Don't wanna be here? Send us removal request.
Text
#ProgPoW Follow-Up: The Cost of ASIC Design
I was glad to see that IfDefElse published an interesting article “The Cost of ASIC Design” as a response to my previous article. However, I think IfDefElse are not very familiar with ASIC design and have made some inaccuracies in their article.
In their article, IfDefElse state that:
The hashrate of ProgPoW is determined by two factors: the compute core, as well as the memory bandwidth. This is why the variance between Ethash and ProgPoW, as shown below...
This is not true in ASICs. Although the math function and the merge function have been added into ProgPOW to improve the ratio of visiting computer core and memory in computation, these functions can be achieved by very low costs in ASIC chips. (see EIP 1057 (ProgPoW): Open Chip Design for 1% cost/power increase) As all we know that the performance of computing grows in accordance with Moore’s law, which states that the performance of computing will double every 18 months. However, memory access performance is far behind the developments in computing performance. So memory access performance becomes the bottleneck of the overall performance of the system. This is the so-called Memory Wall as shown in Figure 1.
In the ASIC chip, the computational part is very easy to resolve through design optimization. Whether it is Ethash or ProgPoW, bandwidth of memory access is the bottleneck (refer to EIP 1057 (ProgPoW): Open Chip Design for 1% cost/power increase).
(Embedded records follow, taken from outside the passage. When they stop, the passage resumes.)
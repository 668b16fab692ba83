//! Streaming Controller.
//!
//! Owns `StreamState` and the `pending` FIFO exclusively; everything else
//! reaches it through intents. Character-counting flow control keeps the sum
//! of unacked line lengths under a Bf-informed `RX_WINDOW`.

use super::commands::RealtimeCommand;
use super::errors::ValidationError;
use super::parser::InboundEvent;
use super::source::{Job, MAX_LINE_LEN};
use super::state::{AlarmCode, MachineState};
use std::collections::VecDeque;
use tracing::{debug, info, warn};

/// RX window floor.
pub const RX_WINDOW_FLOOR: u32 = 64;
/// RX window cap absent better information from the firmware reporting
/// higher availability.
pub const RX_WINDOW_DEFAULT_CAP: u32 = 128;

/// The controller's state machine.
#[derive(Clone, Copy, Debug, PartialEq, Eq)]
pub enum StreamState {
    Idle,
    Armed,
    Running,
    Paused,
    Stopping,
    Errored,
    AlarmLocked,
}

/// Source of an outbound line, carried on its `PendingEntry` so the
/// controller can react differently to acks/errors depending on origin.
#[derive(Clone, Copy, Debug, PartialEq, Eq)]
pub enum LineClass {
    JobLine,
    ManualLine,
    MacroLine,
}

/// How `stop()` behaves. Neither mode synthesizes a jog cancel (`0x85`):
/// soft reset already aborts any in-flight motion, jogs included.
#[derive(Clone, Copy, Debug, PartialEq, Eq)]
pub enum StopMode {
    SoftResetOnly,
    StopStreamThenReset,
}

/// One outbound line awaiting an `ok`/`error:N` response.
#[derive(Clone, Debug)]
pub struct PendingEntry {
    pub line_number: u32,
    pub byte_length: u32,
    pub class: LineClass,
    /// Set for lines whose leading word is M0/M1/M6 (auto-pause).
    pub pause_after_ack: bool,
}

/// The errored job line recorded for the UI and Resume-From default.
#[derive(Clone, Debug)]
pub struct ErroredLine {
    pub line_number: u32,
    pub code: u32,
    pub class: LineClass,
}

/// Validates a line against the send-time contract: `<= 80` bytes including
/// the LF terminator, ASCII 0x09/0x20..0x7E plus LF only.
pub fn validate_line_bytes(line: &str) -> Result<(), ValidationError> {
    let with_newline_len = line.len() + 1;
    if with_newline_len > MAX_LINE_LEN {
        return Err(ValidationError::LineTooLong);
    }
    if !line
        .bytes()
        .all(|b| b == 0x09 || (0x20..=0x7E).contains(&b))
    {
        return Err(ValidationError::NonAsciiLine);
    }
    Ok(())
}

/// Returns true if the line contains M0, M1, or M6 as a leading word after
/// word parsing (the auto-pause directives).
fn is_auto_pause_line(text: &str) -> bool {
    super::source::tokenize_words(text)
        .iter()
        .any(|(letter, value)| *letter == 'M' && matches!(value.as_str(), "0" | "00" | "1" | "01" | "6" | "06"))
}
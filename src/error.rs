//! Error taxonomy for backend calls.
//!
//! DESIGN
//! ======
//! Only the transport and `ApiClient` surface return `ApiError`. The session
//! manager, availability cache and navigation guard absorb every variant into
//! a defined state (unauthenticated / blocked) and log it instead.

/// Stable machine-readable code attached to an error.
pub trait ErrorCode: std::fmt::Display {
    fn error_code(&self) -> &'static str;

    fn retryable(&self) -> bool {
        false
    }
}

/// Errors produced by backend requests and configuration.
#[derive(Debug, thiserror::Error)]
pub enum ApiError {
    /// No response reached the client.
    #[error("network failure: {0}")]
    Network(String),

    /// The backend answered 401.
    #[error("unauthorized")]
    Unauthorized,

    /// The backend answered 503 or reported a non-"ok" status.
    #[error("service degraded: {message}")]
    ServiceDegraded { message: String },

    /// Any other non-2xx status.
    #[error("unexpected status {status}")]
    UnexpectedStatus { status: u16, body: String },

    /// A response body could not be deserialized.
    #[error("response decode failed: {0}")]
    Decode(String),

    /// The underlying HTTP client could not be constructed.
    #[error("HTTP client build failed: {0}")]
    HttpClientBuild(String),

    /// A configuration value could not be parsed.
    #[error("config parse failed: {0}")]
    ConfigParse(String),
}

impl ApiError {
    /// Classify a non-2xx response.
    #[must_use]
    pub fn from_status(status: u16, body: String) -> Self {
        match status {
            401 => Self::Unauthorized,
            503 => Self::ServiceDegraded { message: body },
            _ => Self::UnexpectedStatus { status, body },
        }
    }
}

impl ErrorCode for ApiError {
    fn error_code(&self) -> &'static str {
        match self {
            Self::Network(_) => "E_NETWORK",
            Self::Unauthorized => "E_UNAUTHORIZED",
            Self::ServiceDegraded { .. } => "E_SERVICE_DEGRADED",
            Self::UnexpectedStatus { .. } => "E_UNEXPECTED_STATUS",
            Self::Decode(_) => "E_DECODE",
            Self::HttpClientBuild(_) => "E_HTTP_CLIENT_BUILD",
            Self::ConfigParse(_) => "E_CONFIG_PARSE",
        }
    }

    fn retryable(&self) -> bool {
        matches!(
            self,
            Self::Network(_) | Self::ServiceDegraded { .. } | Self::UnexpectedStatus { status: 429 | 500..=599, .. }
        )
    }
}

#[cfg(test)]
#[path = "error_test.rs"]
mod tests;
The performance of a GPU chip is also limited by the Memory Wall because GPUs are designed for general computing, and not specifically for Ethash or ProgPOW. Actually it is the original intention of Ethash algorithm to limit the computing power by the Memory Wall problem.
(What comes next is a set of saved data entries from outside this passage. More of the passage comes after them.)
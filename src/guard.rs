//! Navigation guard: the ordered checks run before every navigation.
//!
//! SYSTEM CONTEXT
//! ==============
//! The router calls `navigate` with the destination's descriptor and either
//! proceeds or follows the returned redirect. Route tables themselves live
//! with the router; this module only reads the three metadata flags.
//!
//! ORDER
//! =====
//! 1. availability gate (skipped for exempt routes)
//! 2. authentication gate (waits, bounded, for an in-progress auth check)
//! 3. pre-render re-validation: a forced probe right before commit
//!
//! The first gate that redirects ends the chain.

use std::sync::Arc;
use std::time::Duration;

use crate::availability::AvailabilityCache;
use crate::config::RedirectPaths;
use crate::session::SessionManager;

// =============================================================================
// ROUTES AND DECISIONS
// =============================================================================

/// Destination metadata supplied by the router.
#[derive(Debug, Clone, PartialEq, Eq, Default)]
pub struct RouteDescriptor {
    pub path: String,
    pub requires_auth: bool,
    pub guest_only: bool,
    pub bypass_availability: bool,
}

impl RouteDescriptor {
    #[must_use]
    pub fn new(path: impl Into<String>) -> Self {
        Self { path: path.into(), ..Self::default() }
    }

    #[must_use]
    pub fn requiring_auth(mut self) -> Self {
        self.requires_auth = true;
        self
    }

    #[must_use]
    pub fn for_guests(mut self) -> Self {
        self.guest_only = true;
        self
    }

    #[must_use]
    pub fn exempt_from_availability(mut self) -> Self {
        self.bypass_availability = true;
        self
    }
}

/// Where to send the user instead of the requested destination.
#[derive(Debug, Clone, PartialEq, Eq)]
pub struct Redirect {
    pub path: String,
    /// Human-readable reason, passed to the denial page as `message`.
    pub message: Option<String>,
}

impl Redirect {
    #[must_use]
    pub fn to(path: impl Into<String>) -> Self {
        Self { path: path.into(), message: None }
    }

    /// Location including the `message` query parameter, if any.
    #[must_use]
    pub fn href(&self) -> String {
        match &self.message {
            Some(message) => format!("{}?message={}", self.path, urlencoding::encode(message)),
            None => self.path.clone(),
        }
    }
}

#[derive(Debug, Clone, PartialEq, Eq)]
pub enum GuardDecision {
    Proceed,
    Redirect(Redirect),
}

impl GuardDecision {
    #[must_use]
    pub fn is_proceed(&self) -> bool {
        matches!(self, Self::Proceed)
    }
}

fn strip_query(path: &str) -> &str {
    path.split('?').next().unwrap_or_default()
}

// =============================================================================
// GUARD
// =============================================================================

#[derive(Clone)]
pub struct NavigationGuard {
    availability: AvailabilityCache,
    session: Arc<SessionManager>,
    paths: RedirectPaths,
    auth_wait: Duration,
}

impl NavigationGuard {
    /// `auth_wait` bounds how long the auth gate waits for an in-progress
    /// session check before deciding on whatever state is available.
    #[must_use]
    pub fn new(
        availability: AvailabilityCache,
        session: Arc<SessionManager>,
        paths: RedirectPaths,
        auth_wait: Duration,
    ) -> Self {
        Self { availability, session, paths, auth_wait }
    }

    /// Run the full chain for one navigation attempt.
    pub async fn navigate(&self, to: &RouteDescriptor) -> GuardDecision {
        let decision = self.availability_gate(to).await;
        if !decision.is_proceed() {
            return decision;
        }
        let decision = self.auth_gate(to).await;
        if !decision.is_proceed() {
            return decision;
        }
        self.revalidate(to).await
    }

    /// Gate 1. When the cache already believes the backend is degraded the
    /// probe is forced, so recovery is noticed on the next navigation.
    pub async fn availability_gate(&self, to: &RouteDescriptor) -> GuardDecision {
        if to.bypass_availability {
            return GuardDecision::Proceed;
        }
        let force = self.availability.current().is_active;
        let blocked = self.availability.ensure_availability(force).await;
        self.deny_if_blocked(to, blocked)
    }

    /// Gate 2.
    pub async fn auth_gate(&self, to: &RouteDescriptor) -> GuardDecision {
        let session = if self.session.is_loading() {
            self.session.wait_until_settled(self.auth_wait).await
        } else {
            self.session.current()
        };

        if to.requires_auth && !session.is_valid() {
            tracing::debug!(path = %to.path, "unauthenticated; redirecting to login");
            return GuardDecision::Redirect(self.login_redirect());
        }
        if to.guest_only && session.is_valid() {
            tracing::debug!(path = %to.path, "guest-only route; redirecting home");
            return GuardDecision::Redirect(Redirect::to(self.paths.home.clone()));
        }
        GuardDecision::Proceed
    }

    /// Gate 3: forced availability check immediately before commit.
    pub async fn revalidate(&self, to: &RouteDescriptor) -> GuardDecision {
        if to.bypass_availability {
            return GuardDecision::Proceed;
        }
        let blocked = self.availability.ensure_availability(true).await;
        self.deny_if_blocked(to, blocked)
    }

    #[must_use]
    pub fn login_redirect(&self) -> Redirect {
        Redirect::to(self.paths.login.clone())
    }

    fn is_denial_route(&self, to: &RouteDescriptor) -> bool {
        strip_query(&to.path) == self.paths.denial
    }

    fn deny_if_blocked(&self, to: &RouteDescriptor, blocked: bool) -> GuardDecision {
        if !blocked || self.is_denial_route(to) {
            return GuardDecision::Proceed;
        }
        let message = self.availability.current().message;
        tracing::info!(path = %to.path, %message, "backend degraded; redirecting to denial page");
        GuardDecision::Redirect(Redirect { path: self.paths.denial.clone(), message: Some(message) })
    }
}

#[cfg(test)]
#[path = "guard_test.rs"]
mod tests;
In their article, IfDefElse further states that:
The only similarity between ProgPoW and Ethash is the usage of the DAG in global memory. From a computation perspective, Ethash only requires a fixed keccak_f1600 core, and a modulo function. ProgPoW, on the other hand, requires the ability to execute a 16-lane wide sequence of random math, while accessing a high-bandwidth L1 cache. Designing a compute core that can execute the ProgPoW math sequence is significant more difficult than implementing a fixed-function hash like keccak.
From the perspective of an IC engineer, the circuit implementation of a fixed algorithm is the easiest circuit to design. There is no requirement for interaction between hardware and software, no limitation of compatibility or generalization for various computes. The functions in both Ethash and ProgPOW can be simply mapped to a pipelined circuit, with high performance. The logic circuit design can be completed in 2 weeks. However, the GPU is a general-purpose chip that requires interaction between software and hardware, needs to guarantee generalization, requires instruction design, needs architecture design, needs to build a model, etc. It is impossible to complete the design for a GPU chip model within half a year. As for The original Ethash ASICs of Innosilicon or Bitmain, or likely even Linzhi, are built with a successful framework. I believe that it would take only weeks for their ASIC designers to update their Ethash ASIC frameworks for ProgPoW. The design flow, packaging, test boards, and computing boards can all be reused. So it’s quite easy for them to update from Ethash to ProgPoW.
In their article, IfDefElse state that:
First, having 2x the bandwidth will require 2x the compute, so it’s linear scaling, rather than an advantage.
As described earlier in this article, ASICs and GPUs are different. Memory bandwidth, instead of the computing part, is the performance bottleneck for ASICs. However, for GDDR6, even with 8GB devices, an ASIC has a 4x performance advantage over the NV RTX1060, as shown in Table 1.
In their article, IfDefElse state that:
For a chip that has a single functional unit, a smaller die area will be higher yielding than a large die area. That’s not true for modern GPUs. GPU’s today are nearly arbitrarily binnable or recoverable, with a ton of tiny replicated units ignored on defect. As long as each binnable functional unit is small, then the chip yield can be nearly as high — or even higher — than a smaller chip with bigger, functional blocks.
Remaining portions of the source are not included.